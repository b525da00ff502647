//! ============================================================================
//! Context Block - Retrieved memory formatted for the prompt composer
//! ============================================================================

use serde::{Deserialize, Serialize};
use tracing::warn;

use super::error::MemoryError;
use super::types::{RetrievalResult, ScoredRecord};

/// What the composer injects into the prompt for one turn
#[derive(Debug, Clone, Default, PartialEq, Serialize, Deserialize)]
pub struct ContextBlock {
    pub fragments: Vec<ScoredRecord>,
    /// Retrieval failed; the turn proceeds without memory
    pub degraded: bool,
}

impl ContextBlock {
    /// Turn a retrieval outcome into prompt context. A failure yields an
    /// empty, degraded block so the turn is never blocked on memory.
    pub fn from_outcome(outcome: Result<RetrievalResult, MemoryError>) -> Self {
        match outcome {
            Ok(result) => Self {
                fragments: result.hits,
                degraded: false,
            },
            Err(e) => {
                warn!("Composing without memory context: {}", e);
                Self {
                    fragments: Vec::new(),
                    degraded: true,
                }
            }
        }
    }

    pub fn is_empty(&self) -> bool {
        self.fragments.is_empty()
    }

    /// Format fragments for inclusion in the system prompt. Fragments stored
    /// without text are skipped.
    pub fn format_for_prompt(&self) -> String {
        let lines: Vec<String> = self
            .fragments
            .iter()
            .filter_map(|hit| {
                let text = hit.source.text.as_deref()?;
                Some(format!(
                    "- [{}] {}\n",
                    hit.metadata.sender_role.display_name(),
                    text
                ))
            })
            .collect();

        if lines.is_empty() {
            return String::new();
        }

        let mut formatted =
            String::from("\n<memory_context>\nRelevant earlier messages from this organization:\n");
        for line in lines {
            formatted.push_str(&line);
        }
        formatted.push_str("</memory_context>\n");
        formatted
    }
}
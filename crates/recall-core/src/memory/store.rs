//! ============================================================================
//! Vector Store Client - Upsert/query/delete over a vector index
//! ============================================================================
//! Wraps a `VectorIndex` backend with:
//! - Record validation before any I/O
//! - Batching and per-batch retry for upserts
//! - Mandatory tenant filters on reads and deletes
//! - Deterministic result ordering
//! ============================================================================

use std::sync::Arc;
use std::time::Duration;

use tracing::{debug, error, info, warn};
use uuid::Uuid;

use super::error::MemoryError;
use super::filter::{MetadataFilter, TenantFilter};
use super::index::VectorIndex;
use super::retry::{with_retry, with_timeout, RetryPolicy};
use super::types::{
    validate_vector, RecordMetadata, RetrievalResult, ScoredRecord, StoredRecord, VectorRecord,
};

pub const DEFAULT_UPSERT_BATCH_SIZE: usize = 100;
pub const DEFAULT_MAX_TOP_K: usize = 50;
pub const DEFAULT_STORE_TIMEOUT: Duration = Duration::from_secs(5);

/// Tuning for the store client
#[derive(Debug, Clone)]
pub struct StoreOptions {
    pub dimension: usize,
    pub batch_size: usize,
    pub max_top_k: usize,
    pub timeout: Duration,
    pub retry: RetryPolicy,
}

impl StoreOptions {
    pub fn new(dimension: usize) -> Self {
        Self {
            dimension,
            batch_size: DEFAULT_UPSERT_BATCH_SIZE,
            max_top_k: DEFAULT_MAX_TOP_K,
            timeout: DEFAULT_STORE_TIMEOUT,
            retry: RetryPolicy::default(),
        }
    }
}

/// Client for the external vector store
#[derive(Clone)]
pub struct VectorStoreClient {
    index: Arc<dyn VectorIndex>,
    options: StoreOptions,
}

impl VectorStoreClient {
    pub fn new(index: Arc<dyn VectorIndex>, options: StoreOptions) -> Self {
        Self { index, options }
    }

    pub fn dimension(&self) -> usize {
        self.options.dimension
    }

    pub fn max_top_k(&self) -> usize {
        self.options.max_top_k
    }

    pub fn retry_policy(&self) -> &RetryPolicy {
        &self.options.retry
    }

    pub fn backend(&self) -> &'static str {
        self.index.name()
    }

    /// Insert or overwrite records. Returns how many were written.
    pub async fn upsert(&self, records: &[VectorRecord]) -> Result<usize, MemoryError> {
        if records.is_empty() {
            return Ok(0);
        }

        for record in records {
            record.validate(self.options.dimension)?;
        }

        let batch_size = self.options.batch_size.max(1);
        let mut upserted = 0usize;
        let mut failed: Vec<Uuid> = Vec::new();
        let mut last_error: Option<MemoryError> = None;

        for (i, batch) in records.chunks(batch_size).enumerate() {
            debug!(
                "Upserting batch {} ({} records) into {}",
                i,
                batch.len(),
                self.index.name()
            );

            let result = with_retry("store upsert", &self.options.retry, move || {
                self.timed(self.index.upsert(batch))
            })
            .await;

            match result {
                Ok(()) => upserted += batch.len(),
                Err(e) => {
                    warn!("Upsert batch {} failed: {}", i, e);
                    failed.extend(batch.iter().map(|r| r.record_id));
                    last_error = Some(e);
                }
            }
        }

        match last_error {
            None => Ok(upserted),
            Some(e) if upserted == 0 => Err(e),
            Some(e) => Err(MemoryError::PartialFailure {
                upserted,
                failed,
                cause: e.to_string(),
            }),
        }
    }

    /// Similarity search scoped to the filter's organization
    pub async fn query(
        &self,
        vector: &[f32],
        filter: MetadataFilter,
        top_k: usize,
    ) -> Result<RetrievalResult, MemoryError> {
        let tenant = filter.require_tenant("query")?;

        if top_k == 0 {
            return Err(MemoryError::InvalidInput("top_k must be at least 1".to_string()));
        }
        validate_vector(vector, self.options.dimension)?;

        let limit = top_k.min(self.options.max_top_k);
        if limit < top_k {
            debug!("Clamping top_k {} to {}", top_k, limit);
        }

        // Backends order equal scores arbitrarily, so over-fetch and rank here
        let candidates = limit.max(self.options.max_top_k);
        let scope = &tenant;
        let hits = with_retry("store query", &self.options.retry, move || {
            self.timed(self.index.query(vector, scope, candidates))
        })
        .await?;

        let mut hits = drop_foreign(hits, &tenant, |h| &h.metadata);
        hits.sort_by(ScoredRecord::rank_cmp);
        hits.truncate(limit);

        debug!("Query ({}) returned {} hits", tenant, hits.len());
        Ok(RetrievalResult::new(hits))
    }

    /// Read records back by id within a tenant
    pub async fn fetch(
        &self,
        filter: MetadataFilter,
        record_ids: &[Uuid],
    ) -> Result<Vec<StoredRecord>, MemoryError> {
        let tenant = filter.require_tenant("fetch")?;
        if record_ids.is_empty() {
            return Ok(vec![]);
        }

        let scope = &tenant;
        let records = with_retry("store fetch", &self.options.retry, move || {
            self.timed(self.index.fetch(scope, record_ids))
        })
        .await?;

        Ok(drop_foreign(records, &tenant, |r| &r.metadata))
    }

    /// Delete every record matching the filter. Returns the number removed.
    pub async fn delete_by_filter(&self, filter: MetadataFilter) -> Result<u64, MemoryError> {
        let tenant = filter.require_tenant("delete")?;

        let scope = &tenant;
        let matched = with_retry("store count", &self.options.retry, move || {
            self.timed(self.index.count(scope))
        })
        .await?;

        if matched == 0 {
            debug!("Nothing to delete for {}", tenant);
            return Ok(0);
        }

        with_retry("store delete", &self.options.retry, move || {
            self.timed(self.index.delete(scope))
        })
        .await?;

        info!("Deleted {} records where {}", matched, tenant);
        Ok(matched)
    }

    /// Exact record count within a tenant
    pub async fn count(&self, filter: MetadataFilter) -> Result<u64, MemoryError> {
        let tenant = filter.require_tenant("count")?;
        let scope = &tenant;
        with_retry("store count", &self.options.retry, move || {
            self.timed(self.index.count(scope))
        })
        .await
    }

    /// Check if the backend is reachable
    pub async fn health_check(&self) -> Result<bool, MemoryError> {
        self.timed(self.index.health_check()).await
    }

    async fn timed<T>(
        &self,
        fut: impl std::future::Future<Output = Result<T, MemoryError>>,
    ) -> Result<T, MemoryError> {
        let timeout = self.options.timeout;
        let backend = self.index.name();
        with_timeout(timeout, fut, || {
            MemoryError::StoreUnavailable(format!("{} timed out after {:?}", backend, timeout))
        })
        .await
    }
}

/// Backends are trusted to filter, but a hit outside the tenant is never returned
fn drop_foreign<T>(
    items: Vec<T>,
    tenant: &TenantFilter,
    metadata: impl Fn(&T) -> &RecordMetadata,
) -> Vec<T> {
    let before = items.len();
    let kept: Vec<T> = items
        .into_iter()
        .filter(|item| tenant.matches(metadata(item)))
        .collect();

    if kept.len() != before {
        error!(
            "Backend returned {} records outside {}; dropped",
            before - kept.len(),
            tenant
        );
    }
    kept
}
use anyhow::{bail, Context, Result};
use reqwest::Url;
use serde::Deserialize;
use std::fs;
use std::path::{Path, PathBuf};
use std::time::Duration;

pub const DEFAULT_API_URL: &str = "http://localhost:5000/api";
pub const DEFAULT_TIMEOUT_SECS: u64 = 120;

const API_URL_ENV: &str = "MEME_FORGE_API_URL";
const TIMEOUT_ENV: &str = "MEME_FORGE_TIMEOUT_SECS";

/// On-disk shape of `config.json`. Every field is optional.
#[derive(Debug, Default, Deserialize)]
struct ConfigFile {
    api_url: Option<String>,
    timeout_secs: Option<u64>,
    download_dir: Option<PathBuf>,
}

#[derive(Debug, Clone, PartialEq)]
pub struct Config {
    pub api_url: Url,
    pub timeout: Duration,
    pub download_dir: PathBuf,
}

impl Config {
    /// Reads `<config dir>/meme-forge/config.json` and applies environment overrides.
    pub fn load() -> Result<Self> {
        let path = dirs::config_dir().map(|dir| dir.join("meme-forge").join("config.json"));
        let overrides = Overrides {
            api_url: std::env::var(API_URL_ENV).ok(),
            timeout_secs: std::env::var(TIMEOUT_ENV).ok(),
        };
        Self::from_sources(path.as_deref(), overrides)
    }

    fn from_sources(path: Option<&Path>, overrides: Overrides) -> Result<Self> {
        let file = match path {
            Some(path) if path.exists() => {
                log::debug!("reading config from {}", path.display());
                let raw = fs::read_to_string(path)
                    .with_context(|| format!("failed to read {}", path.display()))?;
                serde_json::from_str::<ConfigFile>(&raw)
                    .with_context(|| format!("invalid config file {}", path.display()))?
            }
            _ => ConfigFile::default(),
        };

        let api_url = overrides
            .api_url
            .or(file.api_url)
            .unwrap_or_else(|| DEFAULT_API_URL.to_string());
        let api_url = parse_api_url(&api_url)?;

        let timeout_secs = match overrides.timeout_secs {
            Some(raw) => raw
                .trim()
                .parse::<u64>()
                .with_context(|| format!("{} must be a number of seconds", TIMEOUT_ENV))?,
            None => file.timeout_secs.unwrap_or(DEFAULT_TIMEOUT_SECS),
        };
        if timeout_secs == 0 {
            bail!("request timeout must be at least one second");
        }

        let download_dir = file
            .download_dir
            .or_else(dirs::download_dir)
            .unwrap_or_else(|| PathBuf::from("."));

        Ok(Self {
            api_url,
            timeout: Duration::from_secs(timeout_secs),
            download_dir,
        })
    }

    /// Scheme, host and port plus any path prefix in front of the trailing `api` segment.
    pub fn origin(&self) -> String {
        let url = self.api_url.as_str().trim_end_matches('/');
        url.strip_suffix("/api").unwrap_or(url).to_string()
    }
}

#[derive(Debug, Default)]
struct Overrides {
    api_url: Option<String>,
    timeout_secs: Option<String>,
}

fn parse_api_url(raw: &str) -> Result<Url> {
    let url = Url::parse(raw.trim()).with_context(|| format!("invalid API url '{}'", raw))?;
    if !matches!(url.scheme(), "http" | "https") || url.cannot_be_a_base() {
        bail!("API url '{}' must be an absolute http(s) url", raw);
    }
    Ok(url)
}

++++

- What you should do -
Retype the entries exactly from the first line, stopping after the line with "for line in".

- Your response -
repository b525da00ff502647
//! ============================================================================
//! Context Block - Retrieved memory formatted for the prompt composer
//! ============================================================================

use serde::{Deserialize, Serialize};
use tracing::warn;

use super::error::MemoryError;
use super::types::{RetrievalResult, ScoredRecord};

/// What the composer injects into the prompt for one turn
#[derive(Debug, Clone, Default, PartialEq, Serialize, Deserialize)]
pub struct ContextBlock {
    pub fragments: Vec<ScoredRecord>,
    /// Retrieval failed; the turn proceeds without memory
    pub degraded: bool,
}

impl ContextBlock {
    /// Turn a retrieval outcome into prompt context. A failure yields an
    /// empty, degraded block so the turn is never blocked on memory.
    pub fn from_outcome(outcome: Result<RetrievalResult, MemoryError>) -> Self {
        match outcome {
            Ok(result) => Self {
                fragments: result.hits,
                degraded: false,
            },
            Err(e) => {
                warn!("Composing without memory context: {}", e);
                Self {
                    fragments: Vec::new(),
                    degraded: true,
                }
            }
        }
    }

    pub fn is_empty(&self) -> bool {
        self.fragments.is_empty()
    }

    /// Format fragments for inclusion in the system prompt. Fragments stored
    /// without text are skipped.
    pub fn format_for_prompt(&self) -> String {
        let lines: Vec<String> = self
            .fragments
            .iter()
            .filter_map(|hit| {
                let text = hit.source.text.as_deref()?;
                Some(format!(
                    "- [{}] {}\n",
                    hit.metadata.sender_role.display_name(),
                    text
                ))
            })
            .collect();

        if lines.is_empty() {
            return String::new();
        }

        let mut formatted =
            String::from("\n<memory_context>\nRelevant earlier messages from this organization:\n");
        for line in lines {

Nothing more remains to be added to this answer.